- Associated Press - Friday, October 1, 2021

JERUSALEM (AP) — The joyful glint in Peggy Parnass’ eyes is so sharp it can be seen from the walls of Jerusalem’s bustling Old City. Posted across the street at the gateway to City Hall, twin images of the Holocaust survivor and activist gaze out at the ancient warren of holy monuments of Christianity, Judaism and Islam.

But just outside this center of spirituality, someone saw her image as a problem. Five times since the photos of Parnass were posted as part of an exhibition that began in April, vandals - widely believed to be ultra-Orthodox extremists - spray-painted over her eyes and mouth.

The graffiti was cleaned each time, leaving Parnass smiling again. For many Israelis, however, the short-term fix highlighted a familiar pattern that’s all the more painful because the destruction is coming not from enemies across Israel’s borders but from within.

“It’s not anti-Semitic,” said Jim Hollander, the curator of The Lonka Project art installation at Safra Square. “This is anti-feminist.”

For all of its modernity, military firepower and high-tech know-how, Israel has for decades been unable to keep images of women from being defaced in some public spaces. Billboards showing women — including soccer players, musicians and young girls — have been repeatedly defaced and torn down by religious extremists in Jerusalem and other cities with large ultra-Orthodox populations over the past 20 years.

Even German Chancellor Angela Merkel was erased from a 2015 photograph of world leaders in Paris published by an ultra-Orthodox newspaper.

The pattern is especially uncomfortable now.

“This is not Kabul, this is Jerusalem,” said Fleur Hassan-Nahoum, a Jerusalem deputy mayor. “This is a concerted campaign by radicals to erase women from the public space, which belongs to all of us.”

The double photo of 94-year-old Parnass, who lives in Germany, is posted on an outside wall of Jerusalem’s City Hall complex.

Hollander said he specifically chose it among dozens of others posted around the complex to hang in the marquee spot because it projects vitality, perseverance and survival across one of Israel’s most famous expanses. Its central location makes it visible to thousands every day.

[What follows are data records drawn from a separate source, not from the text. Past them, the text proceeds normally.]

//! HighLab Core — new-high analysis over daily price series and ranking snapshots.
//!
//! This crate contains the pure, CPU-bound heart of the system:
//! - Domain types (observations, series, trades, snapshots)
//! - Pluggable record decoders (one per source CSV convention)
//! - Forward-window maximum annotation
//! - Breakout-entry / fixed-hold trade simulation
//! - Reconciliation of two time-adjacent history batches per security
//! - Presence screening and appearance-day counts across dated ranking
//!   snapshots
//! - Tally of the dates holding each security's range extremes
//!
//! No I/O happens here: collaborators hand every component a complete,
//! immutable input and consume its output. Input ordering (ascending by
//! date, unique) is an enforced precondition, never repaired.

pub mod annotate;
pub mod decode;
pub mod domain;
pub mod extremes;
pub mod reconcile;
pub mod screen;
pub mod simulate;
//! Record decoders — one per source CSV convention.
//!
//! The original data sources disagree on field layout and on whether an
//! adjusted-close column is present. Instead of a series subclass per
//! convention, a single `PriceSeries` is fed by a pluggable `RecordDecoder`
//! selected by configuration. Decoders own field parsing and
//! adjustment-ratio normalization; they never see files, only pre-split
//! string fields.
//!
//! Every decoder requires ascending-by-date input. Ordering is enforced by
//! `PriceSeries::new` downstream, never inferred or repaired here.

mod adjusted_ymd;
mod iso_plain;
mod raw_ymd;

pub use adjusted_ymd::AdjustedYmdDecoder;
pub use iso_plain::IsoPlainDecoder;
pub use raw_ymd::RawYmdDecoder;

use serde::{Deserialize, Serialize};
use thiserror::Error;

use crate::domain::PriceObservation;

/// A single malformed record. Callers drop the row and continue; a decode
/// failure never aborts a series.
#[derive(Debug, Error)]
pub enum DecodeError {
    #[error("expected {expected} fields, got {got}")]
    FieldCount { expected: usize, got: usize },

    #[error("invalid {field} '{value}'")]
    Field { field: &'static str, value: String },

    #[error("invalid calendar date {year}-{month}-{day}")]
    Date { year: i32, month: u32, day: u32 },
}

/// Decodes one pre-split delimited row into an observation.
///
/// `Ok(None)` marks a structural non-data row (a header line) to skip;
/// `Err` is a malformed data row.
pub trait RecordDecoder: Send + Sync {
    fn name(&self) -> &str;

    fn decode(&self, fields: &[&str]) -> Result<Option<PriceObservation>, DecodeError>;
}

/// Decoder selection, configuration-driven.
#[derive(Debug, Clone, Copy, PartialEq, Eq, Serialize, Deserialize)]
#[serde(rename_all = "snake_case")]
pub enum DecoderKind {
    /// 9 unlabeled fields `y,m,d,open,high,low,close,volume,adj_close`;
    /// adjustment ratio applied at decode time.
    AdjustedYmd,
    /// Same 9-field layout, fields preserved verbatim (reconciliation and
    /// round-trip export).
    RawYmd,
    /// 6 fields `YYYY-MM-DD,open,high,low,close,volume` with a header row.
    IsoPlain,
}

impl DecoderKind {
    pub fn build(self) -> Box<dyn RecordDecoder> {
        match self {
            DecoderKind::AdjustedYmd => Box::new(AdjustedYmdDecoder),
            DecoderKind::RawYmd => Box::new(RawYmdDecoder),
            DecoderKind::IsoPlain => Box::new(IsoPlainDecoder),
        }
    }
}

impl Default for DecoderKind {
    fn default() -> Self {
        DecoderKind::AdjustedYmd
    }
}

/// Decodes a batch of rows, dropping malformed ones.
///
/// Returns the decoded observations plus the number of rows dropped, so the
/// caller can log the count. Header rows skipped by the decoder are not
/// counted as drops.
pub fn decode_rows<'a, I>(decoder: &dyn RecordDecoder, rows: I) -> (Vec<PriceObservation>, usize)
where
    I: IntoIterator<Item = Vec<&'a str>>,
{
    let mut observations = Vec::new();
    let mut dropped = 0usize;
    for fields in rows {
        match decoder.decode(&fields) {
            Ok(Some(obs)) => observations.push(obs),
            Ok(None) => {}
            Err(_) => dropped += 1,
        }
    }
    (observations, dropped)
}

pub(crate) fn parse_f64(field: &'static str, value: &str) -> Result<f64, DecodeError> {
    value.trim().parse::<f64>().map_err(|_| DecodeError::Field {
        field,
        value: value.to_string(),
    })
}

pub(crate) fn parse_ymd(
    year: &str,
    month: &str,
    day: &str,
) -> Result<chrono::NaiveDate, DecodeError> {
    let y = year.trim().parse::<i32>().map_err(|_| DecodeError::Field {
        field: "year",
        value: year.to_string(),
    })?;
    let m = month.trim().parse::<u32>().map_err(|_| DecodeError::Field {
        field: "month",
        value: month.to_string(),
    })?;
    let d = day.trim().parse::<u32>().map_err(|_| DecodeError::Field {
        field: "day",
        value: day.to_string(),
    })?;
    chrono::NaiveDate::from_ymd_opt(y, m, d).ok_or(DecodeError::Date {
        year: y,
        month: m,
        day: d,
    })
}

The vandalism is widely blamed on a small number of fringe members of the insular ultra-Orthodox community, which emphasizes modesty among women and has traditionally carried outsized influence in Israeli politics. The photo is posted next to a street that borders an ultra-Orthodox neighborhood and is a popular walkway to the Old City’s Western Wall, the holiest Jewish prayer site.

Ultra-Orthodox Jews make up about 12.6% of Israel’s population of 9.3 million. That community’s population is growing faster than those of other Israeli Jews and Arabs, according to the Israel Democracy Institute, a nonpartisan Jerusalem think tank. A majority of Jerusalem’s Jewish community is ultra-Orthodox, the institute said.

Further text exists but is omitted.